Getting many 500 errors when calling /pull, what should I do?


#1

I have a process that polls a pull queue every ten seconds.

In that process, it gathers a few subscription IDs, and calls /pull on it.

It then takes the interaction and performs some processing on it.

If it sees there is a X-DataSift-Cursor-Next header with a value, it waits .5 seconds (as per the documentation) and calls again.

It continues to do this until the queue is drained (it’s pulling 20MB at a time, but it never gets that high).
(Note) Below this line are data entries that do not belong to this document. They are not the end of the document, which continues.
//! Rejection sampling of hydrogen orbitals into signed point clouds
//!
//! Each request runs two phases against a [`DensityModel`]:
//!
//! 1. Envelope estimation: `envelope_samples` uniform draws of the
//!    r^2 sin(theta)-weighted density; the largest value becomes Pmax. This is
//!    an empirical supremum and can undershoot the true maximum, which clips
//!    the densest region slightly.
//! 2. Accept/reject: candidates from the same proposal are accepted when
//!    `U * Pmax < P`. Accepted points are filed by the sign of
//!    [`DensityModel::signed_amplitude`] into the positive or negative lobe.
//!
//! Without an attempt limit the loop terminates only almost surely;
//! [`SamplerConfig::max_attempts_per_point`] turns a runaway into
//! [`OrbitalError::AttemptsExhausted`].

use std::f64::consts::PI;

use rand::{Rng, SeedableRng};
use rand_chacha::ChaCha8Rng;
use rayon::prelude::*;
use serde::Serialize;
use tracing::{debug, warn};

use crate::config::{AngularProposal, SamplerConfig};
use crate::error::{OrbitalError, Result};
use crate::physics::{DensityModel, QuantumState, SphericalPoint};

/// Full input to one sampling run
#[derive(Debug, Clone, Copy, PartialEq)]
pub struct SampleRequest {
    pub state: QuantumState,
    pub num_points: usize,
    pub r_max: f64,
}

impl SampleRequest {
    pub fn new(state: QuantumState, num_points: usize, r_max: f64) -> Result<Self> {
        let state = state.validate()?;
        if num_points == 0 {
            return Err(OrbitalError::InvalidSampleRequest(
                "num_points must be at least 1".to_string(),
            ));
        }
        if !r_max.is_finite() || r_max <= 0.0 {
            return Err(OrbitalError::InvalidSampleRequest(format!(
                "r_max must be a positive finite radius, got {r_max}"
            )));
        }
        Ok(SampleRequest {
            state,
            num_points,
            r_max,
        })
    }
}

/// Point cloud split by lobe sign. Order within each list carries no meaning.
#[derive(Debug, Clone, Default, PartialEq, Serialize)]
pub struct SampleResult {
    pub positions_pos: Vec<[f64; 3]>,
    pub positions_neg: Vec<[f64; 3]>,
    /// Envelope used for the run
    pub pmax: f64,
    /// Candidates drawn in phase 2
    pub attempts: u64,
}

impl SampleResult {
    pub fn len(&self) -> usize {
        self.positions_pos.len() + self.positions_neg.len()
    }

    pub fn is_empty(&self) -> bool {
        self.len() == 0
    }

    pub fn acceptance_rate(&self) -> f64 {
        if self.attempts == 0 {
            return 0.0;
        }
        self.len() as f64 / self.attempts as f64
    }

    /// Positive lobe as a flat xyz f32 buffer
    pub fn positive_flat(&self) -> Vec<f32> {
        flatten(&self.positions_pos)
    }

    /// Negative lobe as a flat xyz f32 buffer
    pub fn negative_flat(&self) -> Vec<f32> {
        flatten(&self.positions_neg)
    }
}

fn flatten(points: &[[f64; 3]]) -> Vec<f32> {
    points
        .iter()
        .flat_map(|p| p.iter().map(|&c| c as f32))
        .collect()
}

// Accepted points from one accept/reject loop
struct Partial {
    positions_pos: Vec<[f64; 3]>,
    positions_neg: Vec<[f64; 3]>,
    attempts: u64,
}

impl Partial {
    fn accepted(&self) -> usize {
        self.positions_pos.len() + self.positions_neg.len()
    }
}

fn draw_candidate<R: Rng + ?Sized>(
    proposal: AngularProposal,
    r_max: f64,
    rng: &mut R,
) -> SphericalPoint {
    let r = rng.gen::<f64>() * r_max;
    let theta = match proposal {
        AngularProposal::CosineUniform => (1.0 - 2.0 * rng.gen::<f64>()).acos(),
        AngularProposal::UniformAngle => rng.gen::<f64>() * PI,
    };
    let phi = rng.gen::<f64>() * 2.0 * PI;
    SphericalPoint::new(r, theta, phi)
}

fn accept_reject<R: Rng + ?Sized>(
    model: &DensityModel,
    proposal: AngularProposal,
    r_max: f64,
    pmax: f64,
    quota: usize,
    limit: Option<u64>,
    rng: &mut R,
) -> Partial {
    let mut positions_pos = Vec::new();
    let mut positions_neg = Vec::new();
    let mut accepted = 0;
    let mut attempts = 0u64;

    while accepted < quota {
        if limit.is_some_and(|limit| attempts >= limit) {
            break;
        }
        attempts += 1;

        let candidate = draw_candidate(proposal, r_max, rng);
        let p = model.probability_weight(candidate);

        if rng.gen::<f64>() * pmax < p {
            let point = candidate.to_cartesian();
            if model.signed_amplitude(candidate) >= 0.0 {
                positions_pos.push(point);
            } else {
                positions_neg.push(point);
            }
            accepted += 1;
        }
    }

    Partial {
        positions_pos,
        positions_neg,
        attempts,
    }
}

/// Two-phase rejection sampler. Holds configuration only; every call is
/// independent apart from the random source handed in.
#[derive(Debug, Clone, Default)]
pub struct OrbitalSampler {
    config: SamplerConfig,
}

impl OrbitalSampler {
    pub fn new(config: SamplerConfig) -> Result<Self> {
        config.validate()?;
        Ok(OrbitalSampler { config })
    }

    pub fn config(&self) -> &SamplerConfig {
        &self.config
    }

    /// Phase 1: empirical maximum of the weighted density over uniform draws.
    pub fn estimate_envelope<R: Rng + ?Sized>(
        &self,
        model: &DensityModel,
        r_max: f64,
        rng: &mut R,
    ) -> Result<f64> {
        let samples = self.config.envelope_samples;
        let mut pmax = 0.0_f64;

        for _ in 0..samples {
            let candidate = draw_candidate(self.config.angular_proposal, r_max, rng);
            let p = model.probability_weight(candidate);
            if p > pmax {
                pmax = p;
            }
        }

        if pmax <= 0.0 || !pmax.is_finite() {
            let state = model.state();
            warn!(n = state.n, l = state.l, m = state.m, r_max, pmax, "degenerate envelope");
            return Err(OrbitalError::DegenerateEnvelope { pmax, samples });
        }

        debug!(pmax, samples, "estimated envelope");
        Ok(pmax)
    }

    /// Runs a request sequentially, or sharded when `shards` is configured.
    pub fn run<R: Rng + ?Sized>(
        &self,
        request: &SampleRequest,
        rng: &mut R,
    ) -> Result<SampleResult> {
        match self.config.shards {
            Some(_) => self.sample_sharded(request, rng),
            None => self.sample(request, rng),
        }
    }

    /// Sequential two-phase sampling.
    pub fn sample<R: Rng + ?Sized>(
        &self,
        request: &SampleRequest,
        rng: &mut R,
    ) -> Result<SampleResult> {
        let request = SampleRequest::new(request.state, request.num_points, request.r_max)?;
        let model = DensityModel::new(request.state);
        let pmax = self.estimate_envelope(&model, request.r_max, rng)?;

        let partial = accept_reject(
            &model,
            self.config.angular_proposal,
            request.r_max,
            pmax,
            request.num_points,
            self.config.attempt_limit(request.num_points),
            rng,
        );

        finish(&request, pmax, vec![partial])
    }

    /// Phase 2 split across rayon workers. The envelope comes from `rng`; each
    /// shard then draws from its own ChaCha stream seeded from `rng`, and shards
    /// are merged in order, so a fixed seed and shard count reproduce the output.
    pub fn sample_sharded<R: Rng + ?Sized>(
        &self,
        request: &SampleRequest,
        rng: &mut R,
    ) -> Result<SampleResult> {
        let request = SampleRequest::new(request.state, request.num_points, request.r_max)?;
        let model = DensityModel::new(request.state);
        let pmax = self.estimate_envelope(&model, request.r_max, rng)?;

        let shards = self
            .config
            .shards
            .unwrap_or_else(rayon::current_num_threads)
            .clamp(1, request.num_points);
        let base = request.num_points / shards;
        let extra = request.num_points % shards;

        let jobs: Vec<(usize, u64)> = (0..shards)
            .map(|i| (base + usize::from(i < extra), rng.gen::<u64>()))
            .collect();

        let proposal = self.config.angular_proposal;
        let partials: Vec<Partial> = jobs
            .into_par_iter()
            .map(|(quota, seed)| {
                let mut shard_rng = ChaCha8Rng::seed_from_u64(seed);
                accept_reject(
                    &model,
                    proposal,
                    request.r_max,
                    pmax,
                    quota,
                    self.config.attempt_limit(quota),
                    &mut shard_rng,
                )
            })
            .collect();

        debug!(shards, "merged sampling shards");
        finish(&request, pmax, partials)
    }
}

fn finish(request: &SampleRequest, pmax: f64, partials: Vec<Partial>) -> Result<SampleResult> {
    let attempts: u64 = partials.iter().map(|p| p.attempts).sum();
    let accepted: usize = partials.iter().map(Partial::accepted).sum();

    if accepted < request.num_points {
        let state = request.state;
        warn!(
            n = state.n,
            l = state.l,
            m = state.m,
            attempts,
            accepted,
            requested = request.num_points,
            "attempt limit reached"
        );
        return Err(OrbitalError::AttemptsExhausted {
            attempts,
            accepted,
            requested: request.num_points,
        });
    }

    let mut result = SampleResult {
        pmax,
        attempts,
        ..SampleResult::default()
    };
    for partial in partials {
        result.positions_pos.extend(partial.positions_pos);
        result.positions_neg.extend(partial.positions_neg);
    }

    debug!(
        positive = result.positions_pos.len(),
        negative = result.positions_neg.len(),
        attempts,
        acceptance = result.acceptance_rate(),
        "sampled orbital"
    );
    Ok(result)
}

/// Samples `num_points` points of the (n, l, m) orbital within `r_max` using the
/// default sampler configuration.
pub fn sample<R: Rng + ?Sized>(
    state: QuantumState,
    num_points: usize,
    r_max: f64,
    rng: &mut R,
) -> Result<SampleResult> {
    let request = SampleRequest::new(state, num_points, r_max)?;
    OrbitalSampler::default().sample(&request, rng)
}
That said, in the past five hours, I’ve had 34 calls fail where it returns a 500 error.

My questions:

  • Is the general logic of cycling through the cursor until there is no next cursor correct? The assumption is that when the queue is drained, the next cursor header will return null.
  • Do I lose data when a 500 is returned?
  • The documentation for response codes (http://dev.datasift.com/docs/rest-api/response-codes) indicates that we should try again. Should we wait the 1/2 second before the next call before trying again?
  • It also says to contact support. I have the times where these failures happened, and can pass those along if need be.

#2

What you are currently doing sounds perfectly sane, and in line with our API guidelines. This 500 error is a known issue - it simply means we are temporarily unable to read data from your queue. We have a release planned to change this 500 to a 503, which should be a little more semantically correct. No data is lost in these cases - we are simply unable to read from the queue. We are putting some significant engineering effort into improving the reliability of our Push Delivery service, with a number of other releases planned for general platform resiliance. 


#3

When I try to create a Pull I get an 404 error with the message {“error”:“Output type “pull” not found”}’.

I created the request with curl:

curl -i -X POST ‘https://api.datasift.com/v1/push/create’ -d ‘name=connectorpull’ -d ‘hash=41b4b025a3774239808b61a8773ecdb6’ -d ‘output_type=pull’ -d ‘output_params.format=json_new_line’ -H ‘Authorization: MyAuthoriziation’

I think the same request worked two days ago.